Why Should Retail Bank Customers Care About Technology?
The Explosion of New Tech Is Speeding Up
It’s all about tech these days, and it will continue to be for years to come. Moore’s law and cloud-based storage and processing capabilities combine to give mobile devices enormous power and to support cheap, scalable technologies. Historically, technology was capital intensive, giving large companies with access to extensive financial resources defensible advantages in the development and delivery of high tech solutions.
The rapidly falling costs of building and delivering technology has broken the corporate hold on tech and supported an explosion of cheap, convenient, easy to use solutions aimed at consumers and businesses alike. As development, hosting and processing costs continue to fall while device power, speed and connectivity improve, today’s technology boom will gain momentum, transforming the world even more rapidly than we think.
The continuation of rapid developments in technology means two fundamental things: the user experience will continue to improve, and waves of new technological solutions will proliferate rapidly and then quickly become obsolete.
Online Technology Has Only Just Started to Transform Banking
Retail customers have benefited royally in recent years from technological improvements in a vast array of industries, from commerce to telecommunications to banking and many more. Online and mobile interfaces are ubiquitous today. They represent the primary channel by which most customers interact with the companies they buy from.
Online and mobile banking are prime examples of the way interaction between customers and companies has benefited from automation to become faster, cheaper and remotely accessible. Virtually all banks today offer customers the ability to transact, check balances, access new products and perform basic functions online and on mobile devices. Sure, some banks offer much better digital solutions than others — for now. In the same way that a few players led the way in the early days of online banking and others followed, some banks must by definition upgrade and improve online and mobile banking more quickly, while others lag slightly behind. Have no doubt that they will follow.

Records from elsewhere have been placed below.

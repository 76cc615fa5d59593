//! Configuration read from the process environment.

use std::env;
use std::str::FromStr;
use std::time::Duration;

use tracing::warn;

use crate::DemoError;
use docstore_repository::{ClientConfig, Credentials};

/// Default host when `HOST` is unset.
const DEFAULT_HOST: &str = "localhost";

/// Default port when `PORT` is unset.
const DEFAULT_PORT: u16 = 9200;

/// Default basic auth user when `ELASTIC_USER` is unset.
const DEFAULT_USER: &str = "elastic";

/// Default operation deadline in seconds.
const DEFAULT_TIMEOUT_SECS: u64 = 30;

/// Default connection retry interval in seconds.
const DEFAULT_RETRY_INTERVAL_SECS: u64 = 15;

/// How to react when the service is unreachable at startup.
#[derive(Debug, Clone, Copy, PartialEq, Eq)]
pub enum ConnectionMode {
    /// Fail immediately if the connection check fails.
    FailFast,
    /// Retry the connection check on an interval until it succeeds.
    Retry,
}

impl ConnectionMode {
    /// Parse a connection mode.
    ///
    /// Valid values: "fail-fast" or "retry" (case-insensitive).
    /// Unset or invalid values fall back to fail-fast.
    fn parse(value: Option<&str>) -> Self {
        match value.map(str::to_lowercase).as_deref() {
            None => Self::FailFast,
            Some("fail-fast") | Some("failfast") | Some("fail_fast") => Self::FailFast,
            Some("retry") => Self::Retry,
            Some(other) => {
                warn!(
                    value = %other,
                    "Invalid DOCSTORE_CONNECTION_MODE, defaulting to 'fail-fast'"
                );
                Self::FailFast
            }
        }
    }
}

/// Everything the demo needs to build a client.
#[derive(Debug, Clone)]
pub struct DemoConfig {
    /// Configuration handed to the document store client.
    pub client: ClientConfig,
    /// Startup connection behavior.
    pub connection_mode: ConnectionMode,
    /// Pause between connection attempts in retry mode.
    pub retry_interval: Duration,
}

impl DemoConfig {
    /// Read the configuration from environment variables.
    ///
    /// # Environment Variables
    ///
    /// - `HOST`: Service host, optionally with scheme (default: localhost, served over https)
    /// - `PORT`: Service port (default: 9200)
    /// - `ELASTIC_USER`: Basic auth user (default: elastic)
    /// - `PASSWORD`: Basic auth password (required)
    /// - `DOCSTORE_VERIFY_CERTS`: Validate TLS certificates (default: true)
    /// - `DOCSTORE_CA_CERT`: PEM file with the CA certificate (optional)
    /// - `DOCSTORE_TIMEOUT_SECS`: Per-operation deadline, 0 disables it (default: 30)
    /// - `DOCSTORE_MAX_BATCH_SIZE`: Bulk batch limit, 0 disables it (default: 0)
    /// - `DOCSTORE_CONNECTION_MODE`: "fail-fast" or "retry" (default: fail-fast)
    /// - `DOCSTORE_RETRY_INTERVAL_SECS`: Retry interval in seconds (default: 15)
    pub fn from_env() -> Result<Self, DemoError> {
        Self::from_lookup(|key| env::var(key).ok())
    }

    /// Read the configuration through `lookup`, which maps a variable name to
    /// its value.
    pub fn from_lookup(lookup: impl Fn(&str) -> Option<String>) -> Result<Self, DemoError> {
        let host = lookup("HOST").unwrap_or_else(|| DEFAULT_HOST.to_string());
        let port = parse_or("PORT", lookup("PORT"), DEFAULT_PORT)?;
        let username = lookup("ELASTIC_USER").unwrap_or_else(|| DEFAULT_USER.to_string());
        let password = lookup("PASSWORD")
            .ok_or_else(|| DemoError::config("PASSWORD must be set"))?;

        let mut client = ClientConfig::new(Credentials::new(host, port, username, password));

        if !parse_bool("DOCSTORE_VERIFY_CERTS", lookup("DOCSTORE_VERIFY_CERTS"), true)? {
            client = client.danger_accept_invalid_certs();
        }
        if let Some(path) = lookup("DOCSTORE_CA_CERT") {
            client = client.with_ca_cert(path);
        }

        client = match parse_or(
            "DOCSTORE_TIMEOUT_SECS",
            lookup("DOCSTORE_TIMEOUT_SECS"),
            DEFAULT_TIMEOUT_SECS,
        )? {
            0 => client.without_timeout(),
            secs => client.with_timeout(Duration::from_secs(secs)),
        };

        client = match parse_or(
            "DOCSTORE_MAX_BATCH_SIZE",
            lookup("DOCSTORE_MAX_BATCH_SIZE"),
            0,
        )? {
            0 => client.unlimited_batches(),
            size => client.with_max_batch_size(size),
        };

        let connection_mode = ConnectionMode::parse(lookup("DOCSTORE_CONNECTION_MODE").as_deref());
        let retry_interval = Duration::from_secs(parse_or(
            "DOCSTORE_RETRY_INTERVAL_SECS",
            lookup("DOCSTORE_RETRY_INTERVAL_SECS"),
            DEFAULT_RETRY_INTERVAL_SECS,
        )?);

        Ok(Self {
            client,
            connection_mode,
            retry_interval,
        })
    }
}

fn parse_or<T: FromStr>(key: &str, value: Option<String>, default: T) -> Result<T, DemoError> {
    match value {
        Some(raw) => raw
            .trim()
            .parse()
            .map_err(|_| DemoError::config(format!("{} has invalid value '{}'", key, raw))),
        None => Ok(default),
    }
}

fn parse_bool(key: &str, value: Option<String>, default: bool) -> Result<bool, DemoError> {
    match value.as_deref().map(str::trim).map(str::to_lowercase).as_deref() {
        None => Ok(default),
        Some("true") | Some("1") | Some("yes") => Ok(true),
        Some("false") | Some("0") | Some("no") => Ok(false),
        Some(other) => Err(DemoError::config(format!(
            "{} has invalid value '{}'",
            key, other
        ))),
    }
}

There are a number of “next-generation” digital-only banking propositions coming to market in the UK, US, Europe, Canada and Asia, and they are being welcomed with great fanfare. These new banks are trailblazers. They are raising customer expectations for what digital banking should be, and they are raising the bar for the industry in the process. Incumbent banks, loathe to make the large investments in dated technology necessary to support great user experience in a digital world, are nonetheless forced to keep up with changing customer expectations. In five years, all banks will offer solid digital banking solutions. Any that don’t will hemorrhage digitally-enabled customers to competitors.
What Advancing Banking Technology Means for Customers
Customers should expect phenomenal digital user experience from their bank, and they should be ready to switch if it isn’t delivered. Great technology is becoming a basic requirement to compete in banking. Banks must see that technology is increasingly important to customers and must undertake the planning and investment necessary to ensure they deliver it now and over the long-term.
With all banks offering strong digital user experience, the market opportunity to compete on dramatically better technology will fall away. Banks must recognize this now and build strategy around how they will differentiate after the technology opportunity has played itself out.
To be competitive, some banks will focus on expanding their offerings beyond the traditional walled garden model, incorporating third party products and services for the benefit of customers. Other banks may focus on price. CivilisedBank will differentiate through great customer service, personal touch, culture and values. Each bank must adopt the best strategy for its customers based on the resources it has or can build.
In the next few years, retail banking customers will see improvements in experience, convenience, cost and usability that far outstrip the advances they’ve experienced in recent years — and they won’t all be driven by tech.
New entrant banks are already solving the technology problem, and they are increasingly turning their sights to customer experience innovation as well. It will soon be the incumbent banks’ turn to prove they can deliver long-term value for customers.
With everyone fighting for them, it’s a great time to be a retail banking customer.